Return, in their exact form, the lines that lie between the start of the data below and the line containing "Tool input schemas", with both ends included.

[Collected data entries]
****************************************

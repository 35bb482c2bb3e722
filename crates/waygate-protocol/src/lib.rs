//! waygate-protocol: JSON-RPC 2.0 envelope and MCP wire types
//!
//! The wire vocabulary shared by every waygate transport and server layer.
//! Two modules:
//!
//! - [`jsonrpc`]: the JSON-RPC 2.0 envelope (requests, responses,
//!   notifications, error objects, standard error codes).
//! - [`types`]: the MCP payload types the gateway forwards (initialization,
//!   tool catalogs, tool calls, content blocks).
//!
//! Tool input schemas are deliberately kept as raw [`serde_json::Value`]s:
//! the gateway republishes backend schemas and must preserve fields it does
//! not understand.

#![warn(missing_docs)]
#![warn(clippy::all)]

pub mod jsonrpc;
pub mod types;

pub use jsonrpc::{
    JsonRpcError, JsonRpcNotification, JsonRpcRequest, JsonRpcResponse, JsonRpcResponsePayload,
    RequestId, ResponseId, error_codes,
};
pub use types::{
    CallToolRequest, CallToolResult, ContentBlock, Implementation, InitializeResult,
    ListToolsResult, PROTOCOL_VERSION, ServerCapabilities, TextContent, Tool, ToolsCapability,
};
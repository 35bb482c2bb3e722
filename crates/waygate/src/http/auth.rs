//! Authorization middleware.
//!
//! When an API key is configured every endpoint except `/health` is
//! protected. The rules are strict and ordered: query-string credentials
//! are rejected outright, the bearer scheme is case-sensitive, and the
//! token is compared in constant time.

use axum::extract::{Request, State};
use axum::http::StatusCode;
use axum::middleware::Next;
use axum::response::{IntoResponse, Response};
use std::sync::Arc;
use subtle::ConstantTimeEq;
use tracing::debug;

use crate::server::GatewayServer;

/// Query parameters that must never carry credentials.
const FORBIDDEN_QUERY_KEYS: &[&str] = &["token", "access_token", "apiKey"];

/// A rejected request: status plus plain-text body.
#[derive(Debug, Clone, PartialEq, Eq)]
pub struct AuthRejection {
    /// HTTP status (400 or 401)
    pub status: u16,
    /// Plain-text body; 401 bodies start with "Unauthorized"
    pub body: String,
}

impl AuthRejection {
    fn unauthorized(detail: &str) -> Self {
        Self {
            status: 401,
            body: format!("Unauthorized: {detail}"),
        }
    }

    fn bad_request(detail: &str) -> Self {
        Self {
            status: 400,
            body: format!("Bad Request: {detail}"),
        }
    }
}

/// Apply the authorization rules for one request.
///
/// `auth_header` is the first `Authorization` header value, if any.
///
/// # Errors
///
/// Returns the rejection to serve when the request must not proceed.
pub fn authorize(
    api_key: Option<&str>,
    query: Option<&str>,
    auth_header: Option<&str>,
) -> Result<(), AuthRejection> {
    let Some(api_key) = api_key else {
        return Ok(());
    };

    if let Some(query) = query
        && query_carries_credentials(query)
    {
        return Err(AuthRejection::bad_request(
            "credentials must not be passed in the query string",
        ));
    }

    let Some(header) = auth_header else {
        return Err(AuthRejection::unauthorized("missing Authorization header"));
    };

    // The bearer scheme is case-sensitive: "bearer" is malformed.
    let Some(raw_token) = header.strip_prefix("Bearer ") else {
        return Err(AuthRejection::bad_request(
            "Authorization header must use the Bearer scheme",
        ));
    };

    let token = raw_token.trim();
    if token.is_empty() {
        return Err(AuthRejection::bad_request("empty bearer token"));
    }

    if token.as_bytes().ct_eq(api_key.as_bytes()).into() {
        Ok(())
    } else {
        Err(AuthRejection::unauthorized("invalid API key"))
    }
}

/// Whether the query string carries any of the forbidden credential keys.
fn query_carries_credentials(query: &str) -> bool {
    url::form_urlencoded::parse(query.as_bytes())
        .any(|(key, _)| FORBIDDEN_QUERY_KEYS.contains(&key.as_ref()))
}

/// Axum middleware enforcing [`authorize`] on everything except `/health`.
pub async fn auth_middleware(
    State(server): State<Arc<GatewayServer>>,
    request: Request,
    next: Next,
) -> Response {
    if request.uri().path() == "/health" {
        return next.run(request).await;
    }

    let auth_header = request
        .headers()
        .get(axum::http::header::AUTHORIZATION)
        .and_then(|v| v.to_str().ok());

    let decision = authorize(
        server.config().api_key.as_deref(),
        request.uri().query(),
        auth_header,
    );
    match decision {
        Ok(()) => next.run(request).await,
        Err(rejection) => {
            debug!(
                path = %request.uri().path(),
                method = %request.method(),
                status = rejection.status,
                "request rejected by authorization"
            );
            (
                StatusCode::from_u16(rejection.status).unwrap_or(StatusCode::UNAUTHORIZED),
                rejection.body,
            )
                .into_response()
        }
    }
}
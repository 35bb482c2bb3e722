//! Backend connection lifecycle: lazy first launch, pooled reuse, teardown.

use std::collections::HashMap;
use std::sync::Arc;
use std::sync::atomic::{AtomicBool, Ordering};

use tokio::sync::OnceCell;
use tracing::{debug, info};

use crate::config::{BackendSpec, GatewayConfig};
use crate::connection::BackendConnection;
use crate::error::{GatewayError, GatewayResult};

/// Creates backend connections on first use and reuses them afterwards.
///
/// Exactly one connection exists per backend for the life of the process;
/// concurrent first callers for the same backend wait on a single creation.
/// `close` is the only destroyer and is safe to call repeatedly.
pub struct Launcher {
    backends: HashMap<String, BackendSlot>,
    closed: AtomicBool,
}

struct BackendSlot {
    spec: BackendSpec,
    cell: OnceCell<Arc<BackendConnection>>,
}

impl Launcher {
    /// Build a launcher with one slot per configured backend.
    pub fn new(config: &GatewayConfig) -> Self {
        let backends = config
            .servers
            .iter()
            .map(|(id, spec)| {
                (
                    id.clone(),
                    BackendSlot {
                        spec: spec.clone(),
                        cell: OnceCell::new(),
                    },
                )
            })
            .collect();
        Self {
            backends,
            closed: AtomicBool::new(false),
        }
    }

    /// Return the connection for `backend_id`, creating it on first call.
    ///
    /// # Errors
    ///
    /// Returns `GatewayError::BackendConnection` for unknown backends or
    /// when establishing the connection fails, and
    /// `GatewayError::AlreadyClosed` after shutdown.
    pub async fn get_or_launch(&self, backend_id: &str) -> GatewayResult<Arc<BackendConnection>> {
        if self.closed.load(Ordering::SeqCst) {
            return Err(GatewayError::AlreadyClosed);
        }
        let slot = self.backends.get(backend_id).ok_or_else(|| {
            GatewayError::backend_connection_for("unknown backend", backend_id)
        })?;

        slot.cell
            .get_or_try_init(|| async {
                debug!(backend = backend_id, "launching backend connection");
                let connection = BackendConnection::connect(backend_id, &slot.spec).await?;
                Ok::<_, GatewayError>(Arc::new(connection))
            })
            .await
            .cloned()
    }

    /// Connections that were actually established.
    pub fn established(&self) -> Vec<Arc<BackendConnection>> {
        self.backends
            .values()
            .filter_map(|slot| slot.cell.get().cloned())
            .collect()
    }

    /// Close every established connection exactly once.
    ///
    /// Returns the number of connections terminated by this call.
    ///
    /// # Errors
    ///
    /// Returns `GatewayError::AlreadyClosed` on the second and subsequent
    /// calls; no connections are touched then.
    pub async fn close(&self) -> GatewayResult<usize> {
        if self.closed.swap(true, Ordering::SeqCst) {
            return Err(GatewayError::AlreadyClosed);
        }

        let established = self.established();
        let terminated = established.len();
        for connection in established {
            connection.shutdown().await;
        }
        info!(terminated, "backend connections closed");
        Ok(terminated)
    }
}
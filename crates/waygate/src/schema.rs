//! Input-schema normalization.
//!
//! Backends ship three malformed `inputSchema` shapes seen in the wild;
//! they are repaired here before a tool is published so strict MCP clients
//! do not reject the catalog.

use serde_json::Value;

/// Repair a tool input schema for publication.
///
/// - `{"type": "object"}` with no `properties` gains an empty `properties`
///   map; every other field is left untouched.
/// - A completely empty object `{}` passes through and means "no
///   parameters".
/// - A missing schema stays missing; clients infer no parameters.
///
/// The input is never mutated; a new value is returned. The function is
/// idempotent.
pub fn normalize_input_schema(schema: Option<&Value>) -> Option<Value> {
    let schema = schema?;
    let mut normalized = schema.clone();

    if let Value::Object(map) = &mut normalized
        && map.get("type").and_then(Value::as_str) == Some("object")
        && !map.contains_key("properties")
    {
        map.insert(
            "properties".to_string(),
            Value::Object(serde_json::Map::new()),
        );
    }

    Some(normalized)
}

****************************************

• [EXPECTED ANSWER]:
repository 35bb482c2bb3e722
filename crates/waygate-protocol/src/lib.rs
//! waygate-protocol: JSON-RPC 2.0 envelope and MCP wire types
//!
//! The wire vocabulary shared by every waygate transport and server layer.
//! Two modules:
//!
//! - [`jsonrpc`]: the JSON-RPC 2.0 envelope (requests, responses,
//!   notifications, error objects, standard error codes).
//! - [`types`]: the MCP payload types the gateway forwards (initialization,
//!   tool catalogs, tool calls, content blocks).
//!
//! Tool input schemas are deliberately kept as raw [`serde_json::Value`]s:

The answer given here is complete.